Setup our environment

First, we'll install the version of Keras our YOLOv3 implementation calls for and verify it installs corrects.

# Get our kernel running
print("Hello, Roboflow")
Hello, Roboflow
# Our YOLOv3 implementation calls for this Keras version
!pip install keras==2.2.4
[?25hRequirement already satisfied: pyyaml in /usr/local/lib/python3.6/dist-packages (from keras==2.2.4) (3.13)
Requirement already satisfied: six>=1.9.0 in /usr/local/lib/python3.6/dist-packages (from keras==2.2.4) (1.12.0)

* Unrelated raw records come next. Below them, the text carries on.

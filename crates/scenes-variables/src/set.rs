//! Variable sets and dependency-ordered resolution
//!
//! A [`SceneVariableSet`] owns an ordered list of variables and an update
//! queue. Activation queues every variable; [`process_updates`] starts each
//! queued variable once none of the variables it references (in this set or
//! an outer one) is still queued or resolving, and keeps going until the
//! queue drains.
//!
//! When a variable finishes with a changed value, the variables referencing
//! it are queued again and every active scene object below the set's owner
//! that references it is told through
//! [`VariableDependency::variable_update_completed`]. Subtrees whose own set
//! redeclares the name are skipped.
//!
//! [`process_updates`]: SceneVariableSet::process_updates

use crate::error::{VariableError, VariableResult};
use crate::interpolation::is_reserved_name;
use futures::future::{BoxFuture, FutureExt};
use futures::stream::{FuturesUnordered, StreamExt};
use indexmap::IndexSet;
use parking_lot::Mutex;
use petgraph::algo::{is_cyclic_directed, tarjan_scc};
use petgraph::graphmap::DiGraphMap;
use scenes_core::prelude::*;
use scenes_core::{
    graph, SceneVariable, SceneVariableValueChangedEvent, SceneVariables, VariableDependency,
};
use serde::{Deserialize, Serialize};
use std::collections::{HashMap, HashSet};
use std::fmt;
use std::sync::Arc;
use tokio::sync::Notify;
use tokio_util::sync::CancellationToken;
use tracing::{debug, error, warn};

/// Declaration checks and scheduling behaviour of a variable set
#[derive(Debug, Clone, PartialEq, Eq, Serialize, Deserialize)]
pub struct VariableSetConfig {
    /// Refuse variables named after a built-in macro
    pub reject_reserved_names: bool,
    /// Treat dependency cycles as errors instead of updating in declaration order
    pub strict_dependency_order: bool,
}

impl Default for VariableSetConfig {
    fn default() -> Self {
        Self {
            reject_reserved_names: true,
            strict_dependency_order: false,
        }
    }
}

impl VariableSetConfig {
    /// Set reserved-name checking
    #[must_use]
    pub fn with_reject_reserved_names(mut self, value: bool) -> Self {
        self.reject_reserved_names = value;
        self
    }

    /// Set strict dependency ordering
    #[must_use]
    pub fn with_strict_dependency_order(mut self, value: bool) -> Self {
        self.strict_dependency_order = value;
        self
    }
}

/// Outcome of one [`SceneVariableSet::process_updates`] run
#[derive(Debug, Clone, Default, PartialEq, Eq)]
pub struct UpdateReport {
    /// Variables that finished, in completion order
    pub completed: Vec<String>,
    /// Variables whose update failed
    pub failed: Vec<(String, SceneError)>,
}

impl UpdateReport {
    /// Check if nothing failed
    #[inline]
    #[must_use]
    pub fn is_success(&self) -> bool {
        self.failed.is_empty()
    }
}

/// State of a [`SceneVariableSet`]
#[derive(Clone, Default)]
pub struct SceneVariableSetState {
    /// Variables in declaration order
    pub variables: Vec<Arc<dyn SceneVariable>>,
}

impl SceneState for SceneVariableSetState {
    fn for_each_child(&self, visit: &mut dyn FnMut(&SceneObjectRef)) {
        for variable in &self.variables {
            visit(&Arc::clone(variable).into_object());
        }
    }
}

impl fmt::Debug for SceneVariableSetState {
    fn fmt(&self, f: &mut fmt::Formatter<'_>) -> fmt::Result {
        let names: Vec<String> = self.variables.iter().map(|v| v.name()).collect();
        f.debug_struct("SceneVariableSetState")
            .field("variables", &names)
            .finish()
    }
}

struct Running {
    run: u64,
    token: CancellationToken,
    before: Option<String>,
}

#[derive(Default)]
struct UpdateQueue {
    to_update: IndexSet<String>,
    updating: HashMap<String, Running>,
    next_run: u64,
    /// Values at the last deactivation; `None` until first deactivated
    recorded: Option<HashMap<String, Option<String>>>,
}

struct Started {
    variable: Arc<dyn SceneVariable>,
    run: u64,
    token: CancellationToken,
}

type Finished = (Arc<dyn SceneVariable>, u64, SceneResult<()>);

/// Ordered collection of variables resolved in dependency order
pub struct SceneVariableSet {
    base: SceneObjectBase<SceneVariableSetState>,
    config: VariableSetConfig,
    queue: Mutex<UpdateQueue>,
    wake: Notify,
}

Requirement already satisfied: h5py in /usr/local/lib/python3.6/dist-packages (from keras==2.2.4) (2.10.0)
Requirement already satisfied: keras-applications>=1.0.6 in /usr/local/lib/python3.6/dist-packages (from keras==2.2.4) (1.0.8)
Requirement already satisfied: scipy>=0.14 in /usr/local/lib/python3.6/dist-packages (from keras==2.2.4) (1.4.1)
Requirement already satisfied: numpy>=1.9.1 in /usr/local/lib/python3.6/dist-packages (from keras==2.2.4) (1.18.2)
Requirement already satisfied: keras-preprocessing>=1.0.5 in /usr/local/lib/python3.6/dist-packages (from keras==2.2.4) (1.1.0)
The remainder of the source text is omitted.